• Exercise aim: The expected answer is the set of lines in the data below between the line holding "use crate::events::queue::EventBus;" and the line holding "of transcripts forwarded.", inclusive, written out exactly.

Exercise material section start

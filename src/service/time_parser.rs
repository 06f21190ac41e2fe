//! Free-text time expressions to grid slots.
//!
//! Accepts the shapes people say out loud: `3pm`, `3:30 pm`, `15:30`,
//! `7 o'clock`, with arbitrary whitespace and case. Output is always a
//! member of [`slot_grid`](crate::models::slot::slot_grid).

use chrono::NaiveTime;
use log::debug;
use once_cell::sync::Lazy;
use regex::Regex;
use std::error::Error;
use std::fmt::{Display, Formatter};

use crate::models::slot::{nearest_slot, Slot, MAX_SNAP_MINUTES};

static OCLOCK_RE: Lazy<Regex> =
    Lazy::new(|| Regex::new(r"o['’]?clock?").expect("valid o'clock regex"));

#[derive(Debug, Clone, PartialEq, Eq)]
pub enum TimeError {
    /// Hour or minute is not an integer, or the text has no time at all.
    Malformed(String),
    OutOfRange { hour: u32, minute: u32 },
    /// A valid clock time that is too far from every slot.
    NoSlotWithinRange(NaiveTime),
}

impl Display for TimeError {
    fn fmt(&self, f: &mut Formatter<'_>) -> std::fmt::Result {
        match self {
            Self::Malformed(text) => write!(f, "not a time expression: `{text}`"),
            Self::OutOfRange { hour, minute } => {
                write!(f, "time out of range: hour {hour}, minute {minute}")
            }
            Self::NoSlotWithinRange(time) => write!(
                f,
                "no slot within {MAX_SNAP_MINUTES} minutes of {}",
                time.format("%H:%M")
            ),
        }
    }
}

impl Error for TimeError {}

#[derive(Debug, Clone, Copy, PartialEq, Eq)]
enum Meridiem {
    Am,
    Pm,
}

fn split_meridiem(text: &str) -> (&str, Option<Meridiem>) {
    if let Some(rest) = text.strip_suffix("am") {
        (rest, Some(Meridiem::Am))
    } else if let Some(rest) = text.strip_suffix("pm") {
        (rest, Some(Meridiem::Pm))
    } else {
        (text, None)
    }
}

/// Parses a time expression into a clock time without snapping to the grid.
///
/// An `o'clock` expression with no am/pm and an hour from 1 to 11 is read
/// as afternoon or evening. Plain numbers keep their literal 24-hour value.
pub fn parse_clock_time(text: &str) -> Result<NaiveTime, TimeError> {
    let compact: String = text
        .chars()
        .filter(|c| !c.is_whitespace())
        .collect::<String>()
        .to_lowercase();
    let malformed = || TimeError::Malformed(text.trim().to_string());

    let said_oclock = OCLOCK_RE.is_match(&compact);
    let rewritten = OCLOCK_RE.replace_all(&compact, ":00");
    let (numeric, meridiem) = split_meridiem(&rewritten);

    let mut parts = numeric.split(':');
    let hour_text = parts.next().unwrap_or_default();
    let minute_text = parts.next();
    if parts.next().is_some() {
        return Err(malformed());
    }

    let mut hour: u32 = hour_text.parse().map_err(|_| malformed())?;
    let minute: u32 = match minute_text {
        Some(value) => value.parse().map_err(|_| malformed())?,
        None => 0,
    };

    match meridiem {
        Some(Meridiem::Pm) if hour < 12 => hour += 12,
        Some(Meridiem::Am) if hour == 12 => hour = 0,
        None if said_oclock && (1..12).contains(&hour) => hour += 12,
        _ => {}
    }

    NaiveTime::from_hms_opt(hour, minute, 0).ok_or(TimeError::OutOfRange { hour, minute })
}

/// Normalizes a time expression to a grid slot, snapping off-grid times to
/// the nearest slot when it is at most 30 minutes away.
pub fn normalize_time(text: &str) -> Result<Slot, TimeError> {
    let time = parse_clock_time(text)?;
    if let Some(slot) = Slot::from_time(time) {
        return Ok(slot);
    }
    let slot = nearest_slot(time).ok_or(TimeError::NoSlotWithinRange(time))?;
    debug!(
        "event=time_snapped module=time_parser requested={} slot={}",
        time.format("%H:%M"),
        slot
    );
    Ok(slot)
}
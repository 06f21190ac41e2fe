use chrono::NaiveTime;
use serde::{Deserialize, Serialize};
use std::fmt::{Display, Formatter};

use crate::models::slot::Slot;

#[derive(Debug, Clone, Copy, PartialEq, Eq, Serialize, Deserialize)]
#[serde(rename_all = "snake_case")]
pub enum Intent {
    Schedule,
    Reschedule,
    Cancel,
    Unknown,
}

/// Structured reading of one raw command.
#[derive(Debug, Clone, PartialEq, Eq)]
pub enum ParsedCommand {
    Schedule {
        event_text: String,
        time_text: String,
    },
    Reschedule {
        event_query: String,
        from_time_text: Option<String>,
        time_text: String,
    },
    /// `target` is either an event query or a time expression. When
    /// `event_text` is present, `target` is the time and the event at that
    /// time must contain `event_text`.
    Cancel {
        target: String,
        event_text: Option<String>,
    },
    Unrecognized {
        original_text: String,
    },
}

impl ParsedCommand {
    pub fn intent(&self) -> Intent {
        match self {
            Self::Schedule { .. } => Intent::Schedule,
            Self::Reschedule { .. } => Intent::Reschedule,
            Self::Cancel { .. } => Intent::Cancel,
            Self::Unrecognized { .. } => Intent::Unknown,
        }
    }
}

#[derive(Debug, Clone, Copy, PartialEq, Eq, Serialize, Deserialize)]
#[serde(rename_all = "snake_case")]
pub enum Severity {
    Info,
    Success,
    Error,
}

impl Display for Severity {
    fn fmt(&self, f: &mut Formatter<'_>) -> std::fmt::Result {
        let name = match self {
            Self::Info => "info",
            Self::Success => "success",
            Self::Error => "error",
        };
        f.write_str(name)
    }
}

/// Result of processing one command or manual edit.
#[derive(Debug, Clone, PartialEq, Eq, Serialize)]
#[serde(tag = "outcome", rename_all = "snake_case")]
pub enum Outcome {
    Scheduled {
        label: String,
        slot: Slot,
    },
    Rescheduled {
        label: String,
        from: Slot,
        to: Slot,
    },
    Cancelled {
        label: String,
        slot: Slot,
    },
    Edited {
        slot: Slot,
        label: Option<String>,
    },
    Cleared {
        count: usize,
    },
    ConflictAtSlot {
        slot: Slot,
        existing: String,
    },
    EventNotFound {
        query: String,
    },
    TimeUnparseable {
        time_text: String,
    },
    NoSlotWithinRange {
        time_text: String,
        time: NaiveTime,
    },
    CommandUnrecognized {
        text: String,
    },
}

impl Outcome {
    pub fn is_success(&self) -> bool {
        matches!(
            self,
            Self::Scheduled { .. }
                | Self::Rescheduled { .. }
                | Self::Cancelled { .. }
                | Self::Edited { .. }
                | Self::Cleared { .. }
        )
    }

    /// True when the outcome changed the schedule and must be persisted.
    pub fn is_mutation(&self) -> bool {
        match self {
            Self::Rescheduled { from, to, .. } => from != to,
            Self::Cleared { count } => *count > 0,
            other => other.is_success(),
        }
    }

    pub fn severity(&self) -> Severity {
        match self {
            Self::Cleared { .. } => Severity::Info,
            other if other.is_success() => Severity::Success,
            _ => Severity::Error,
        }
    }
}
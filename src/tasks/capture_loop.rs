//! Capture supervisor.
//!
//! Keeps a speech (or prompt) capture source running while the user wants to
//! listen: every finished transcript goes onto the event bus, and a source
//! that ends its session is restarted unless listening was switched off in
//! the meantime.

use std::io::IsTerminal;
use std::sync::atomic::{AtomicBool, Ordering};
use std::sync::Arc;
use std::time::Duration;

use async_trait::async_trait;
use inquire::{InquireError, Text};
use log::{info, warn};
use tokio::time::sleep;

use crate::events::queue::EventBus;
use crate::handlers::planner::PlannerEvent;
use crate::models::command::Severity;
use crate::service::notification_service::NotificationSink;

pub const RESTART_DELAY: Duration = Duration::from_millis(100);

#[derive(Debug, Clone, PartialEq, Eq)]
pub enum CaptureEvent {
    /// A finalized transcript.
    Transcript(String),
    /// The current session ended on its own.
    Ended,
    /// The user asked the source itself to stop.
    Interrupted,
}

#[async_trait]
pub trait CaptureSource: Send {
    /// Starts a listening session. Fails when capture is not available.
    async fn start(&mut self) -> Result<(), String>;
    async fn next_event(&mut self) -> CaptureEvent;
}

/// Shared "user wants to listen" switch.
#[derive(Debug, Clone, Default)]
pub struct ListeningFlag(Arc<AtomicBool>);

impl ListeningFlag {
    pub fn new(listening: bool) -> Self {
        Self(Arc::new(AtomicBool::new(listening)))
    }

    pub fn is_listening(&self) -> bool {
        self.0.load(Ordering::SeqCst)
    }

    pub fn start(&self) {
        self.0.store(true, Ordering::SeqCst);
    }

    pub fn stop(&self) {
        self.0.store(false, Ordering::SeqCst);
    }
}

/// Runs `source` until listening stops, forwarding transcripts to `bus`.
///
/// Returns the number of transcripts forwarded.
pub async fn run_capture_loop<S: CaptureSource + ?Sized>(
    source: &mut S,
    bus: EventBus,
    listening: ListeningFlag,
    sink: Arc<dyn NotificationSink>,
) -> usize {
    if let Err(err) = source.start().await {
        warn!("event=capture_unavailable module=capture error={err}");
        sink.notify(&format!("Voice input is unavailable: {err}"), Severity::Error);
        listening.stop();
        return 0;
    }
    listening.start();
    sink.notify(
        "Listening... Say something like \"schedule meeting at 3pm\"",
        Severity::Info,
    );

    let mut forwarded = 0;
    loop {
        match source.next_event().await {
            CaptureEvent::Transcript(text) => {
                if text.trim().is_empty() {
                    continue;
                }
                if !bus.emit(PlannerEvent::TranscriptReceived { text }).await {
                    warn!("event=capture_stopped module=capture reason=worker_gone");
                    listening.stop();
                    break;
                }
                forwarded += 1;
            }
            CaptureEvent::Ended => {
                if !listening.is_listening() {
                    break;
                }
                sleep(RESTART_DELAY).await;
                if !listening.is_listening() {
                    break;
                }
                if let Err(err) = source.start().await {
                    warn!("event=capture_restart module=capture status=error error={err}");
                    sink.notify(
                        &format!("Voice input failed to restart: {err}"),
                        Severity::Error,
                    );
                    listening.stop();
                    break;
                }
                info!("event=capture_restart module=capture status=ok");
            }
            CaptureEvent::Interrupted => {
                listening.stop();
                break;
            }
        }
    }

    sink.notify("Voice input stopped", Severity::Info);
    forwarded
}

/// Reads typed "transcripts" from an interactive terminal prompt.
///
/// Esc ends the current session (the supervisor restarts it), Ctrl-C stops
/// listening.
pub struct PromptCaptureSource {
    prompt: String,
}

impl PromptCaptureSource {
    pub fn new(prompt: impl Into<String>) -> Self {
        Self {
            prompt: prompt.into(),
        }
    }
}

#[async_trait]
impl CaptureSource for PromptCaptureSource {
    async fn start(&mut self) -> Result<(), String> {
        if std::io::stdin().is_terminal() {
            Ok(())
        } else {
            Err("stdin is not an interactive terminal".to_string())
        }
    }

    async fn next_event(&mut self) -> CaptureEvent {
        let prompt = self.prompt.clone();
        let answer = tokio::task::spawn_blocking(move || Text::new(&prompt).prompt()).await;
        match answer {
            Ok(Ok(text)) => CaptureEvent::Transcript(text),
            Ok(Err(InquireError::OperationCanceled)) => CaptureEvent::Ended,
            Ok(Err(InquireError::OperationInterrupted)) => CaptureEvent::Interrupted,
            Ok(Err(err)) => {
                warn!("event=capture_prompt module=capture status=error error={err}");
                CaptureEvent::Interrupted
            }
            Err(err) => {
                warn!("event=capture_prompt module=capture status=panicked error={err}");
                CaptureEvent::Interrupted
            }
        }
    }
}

Exercise material section end

• Result below:
use crate::events::queue::EventBus;
use crate::handlers::planner::PlannerEvent;
use crate::models::command::Severity;
use crate::service::notification_service::NotificationSink;

pub const RESTART_DELAY: Duration = Duration::from_millis(100);

#[derive(Debug, Clone, PartialEq, Eq)]
pub enum CaptureEvent {
    /// A finalized transcript.
    Transcript(String),
    /// The current session ended on its own.
    Ended,
    /// The user asked the source itself to stop.
    Interrupted,
}

#[async_trait]
pub trait CaptureSource: Send {
    /// Starts a listening session. Fails when capture is not available.
    async fn start(&mut self) -> Result<(), String>;
    async fn next_event(&mut self) -> CaptureEvent;
}

/// Shared "user wants to listen" switch.
#[derive(Debug, Clone, Default)]
pub struct ListeningFlag(Arc<AtomicBool>);

impl ListeningFlag {
    pub fn new(listening: bool) -> Self {
        Self(Arc::new(AtomicBool::new(listening)))
    }

    pub fn is_listening(&self) -> bool {
        self.0.load(Ordering::SeqCst)
    }

    pub fn start(&self) {
        self.0.store(true, Ordering::SeqCst);
    }

    pub fn stop(&self) {
        self.0.store(false, Ordering::SeqCst);
    }
}

/// Runs `source` until listening stops, forwarding transcripts to `bus`.
///
/// Returns the number of transcripts forwarded.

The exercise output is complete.